(Collected data entries)
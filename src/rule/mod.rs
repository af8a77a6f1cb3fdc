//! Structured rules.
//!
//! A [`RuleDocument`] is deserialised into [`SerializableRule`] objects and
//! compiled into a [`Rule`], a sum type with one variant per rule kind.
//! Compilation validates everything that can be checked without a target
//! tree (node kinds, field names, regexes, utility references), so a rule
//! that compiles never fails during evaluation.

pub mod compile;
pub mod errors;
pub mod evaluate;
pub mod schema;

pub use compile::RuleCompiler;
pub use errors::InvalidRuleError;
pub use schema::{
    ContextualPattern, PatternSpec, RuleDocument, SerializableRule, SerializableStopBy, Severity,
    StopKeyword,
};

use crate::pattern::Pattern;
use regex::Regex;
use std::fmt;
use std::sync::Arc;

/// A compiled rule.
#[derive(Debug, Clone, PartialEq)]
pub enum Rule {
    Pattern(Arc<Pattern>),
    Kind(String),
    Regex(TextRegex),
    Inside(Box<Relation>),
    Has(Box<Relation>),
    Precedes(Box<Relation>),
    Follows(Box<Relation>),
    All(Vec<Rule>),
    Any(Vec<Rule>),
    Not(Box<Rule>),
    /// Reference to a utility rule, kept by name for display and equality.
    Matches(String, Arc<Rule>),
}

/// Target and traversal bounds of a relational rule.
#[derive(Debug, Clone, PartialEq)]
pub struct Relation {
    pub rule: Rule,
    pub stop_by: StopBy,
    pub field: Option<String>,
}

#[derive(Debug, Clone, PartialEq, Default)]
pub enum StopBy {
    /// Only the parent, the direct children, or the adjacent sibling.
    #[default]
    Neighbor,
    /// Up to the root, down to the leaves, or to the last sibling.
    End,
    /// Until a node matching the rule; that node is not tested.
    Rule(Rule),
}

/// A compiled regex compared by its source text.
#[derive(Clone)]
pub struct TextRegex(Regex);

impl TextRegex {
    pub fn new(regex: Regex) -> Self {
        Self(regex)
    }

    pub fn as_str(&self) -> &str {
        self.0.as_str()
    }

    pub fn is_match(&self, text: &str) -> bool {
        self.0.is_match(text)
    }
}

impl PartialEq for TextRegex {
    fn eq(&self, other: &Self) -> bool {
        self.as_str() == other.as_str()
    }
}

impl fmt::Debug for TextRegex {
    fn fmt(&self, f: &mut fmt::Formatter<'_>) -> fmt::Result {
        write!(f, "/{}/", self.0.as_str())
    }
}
---
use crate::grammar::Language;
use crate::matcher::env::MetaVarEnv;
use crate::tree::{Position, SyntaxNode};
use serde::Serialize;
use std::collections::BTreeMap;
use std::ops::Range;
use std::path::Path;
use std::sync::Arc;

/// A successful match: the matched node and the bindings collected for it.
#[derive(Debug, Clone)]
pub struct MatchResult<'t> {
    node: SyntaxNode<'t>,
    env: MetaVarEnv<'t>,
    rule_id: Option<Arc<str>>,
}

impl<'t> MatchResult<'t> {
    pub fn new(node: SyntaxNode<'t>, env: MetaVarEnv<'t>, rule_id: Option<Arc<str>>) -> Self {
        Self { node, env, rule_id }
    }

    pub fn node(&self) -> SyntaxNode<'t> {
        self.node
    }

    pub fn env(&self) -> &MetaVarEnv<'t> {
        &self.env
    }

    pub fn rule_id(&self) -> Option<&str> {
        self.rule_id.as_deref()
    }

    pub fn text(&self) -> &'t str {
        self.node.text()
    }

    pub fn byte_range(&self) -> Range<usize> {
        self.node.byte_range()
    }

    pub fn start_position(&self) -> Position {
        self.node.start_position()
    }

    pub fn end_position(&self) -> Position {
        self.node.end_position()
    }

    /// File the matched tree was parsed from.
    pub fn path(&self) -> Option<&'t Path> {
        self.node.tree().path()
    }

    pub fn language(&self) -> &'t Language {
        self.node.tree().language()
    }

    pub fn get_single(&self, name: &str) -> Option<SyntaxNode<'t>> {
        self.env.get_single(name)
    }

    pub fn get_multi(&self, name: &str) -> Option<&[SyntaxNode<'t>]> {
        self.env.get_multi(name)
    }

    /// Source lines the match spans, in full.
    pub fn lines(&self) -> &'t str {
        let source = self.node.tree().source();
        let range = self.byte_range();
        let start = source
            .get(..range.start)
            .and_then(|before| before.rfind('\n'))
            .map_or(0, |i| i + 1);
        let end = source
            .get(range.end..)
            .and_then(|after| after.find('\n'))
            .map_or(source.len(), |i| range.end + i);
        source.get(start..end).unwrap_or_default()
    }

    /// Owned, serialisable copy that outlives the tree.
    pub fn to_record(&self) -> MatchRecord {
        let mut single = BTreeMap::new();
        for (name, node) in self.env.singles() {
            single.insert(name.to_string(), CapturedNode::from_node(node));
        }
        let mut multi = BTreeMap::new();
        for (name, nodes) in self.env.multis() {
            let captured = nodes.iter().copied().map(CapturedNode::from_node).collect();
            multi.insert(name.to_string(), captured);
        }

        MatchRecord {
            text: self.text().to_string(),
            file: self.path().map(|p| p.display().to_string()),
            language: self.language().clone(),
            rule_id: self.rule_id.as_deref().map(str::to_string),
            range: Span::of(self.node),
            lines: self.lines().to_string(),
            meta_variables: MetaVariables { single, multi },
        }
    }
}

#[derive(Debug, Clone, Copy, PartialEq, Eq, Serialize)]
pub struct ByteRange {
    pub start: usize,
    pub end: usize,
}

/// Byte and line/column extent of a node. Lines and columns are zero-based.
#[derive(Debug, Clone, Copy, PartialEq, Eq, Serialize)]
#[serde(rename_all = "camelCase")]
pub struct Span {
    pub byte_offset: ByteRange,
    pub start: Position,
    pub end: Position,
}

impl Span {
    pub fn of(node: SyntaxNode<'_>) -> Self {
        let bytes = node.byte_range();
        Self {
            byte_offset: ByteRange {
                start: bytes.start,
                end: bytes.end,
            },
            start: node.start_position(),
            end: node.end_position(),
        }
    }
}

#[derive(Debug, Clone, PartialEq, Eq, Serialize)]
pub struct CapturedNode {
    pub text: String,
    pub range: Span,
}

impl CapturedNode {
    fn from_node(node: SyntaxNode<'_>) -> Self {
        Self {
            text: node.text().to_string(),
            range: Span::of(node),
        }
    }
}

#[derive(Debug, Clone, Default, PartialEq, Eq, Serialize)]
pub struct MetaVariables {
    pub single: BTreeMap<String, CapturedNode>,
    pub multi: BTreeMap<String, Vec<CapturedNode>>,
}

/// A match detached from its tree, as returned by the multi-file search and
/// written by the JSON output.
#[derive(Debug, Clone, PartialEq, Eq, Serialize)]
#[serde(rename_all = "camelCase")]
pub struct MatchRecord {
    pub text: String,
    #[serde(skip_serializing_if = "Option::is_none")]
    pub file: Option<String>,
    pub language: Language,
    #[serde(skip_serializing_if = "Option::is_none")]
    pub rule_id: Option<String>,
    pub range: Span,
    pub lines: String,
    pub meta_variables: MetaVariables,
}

Exercise details
The answer must be every line of the data that contains the word "crate".

Output for this task
use crate::pattern::Pattern;
use crate::grammar::Language;
use crate::matcher::env::MetaVarEnv;
use crate::tree::{Position, SyntaxNode};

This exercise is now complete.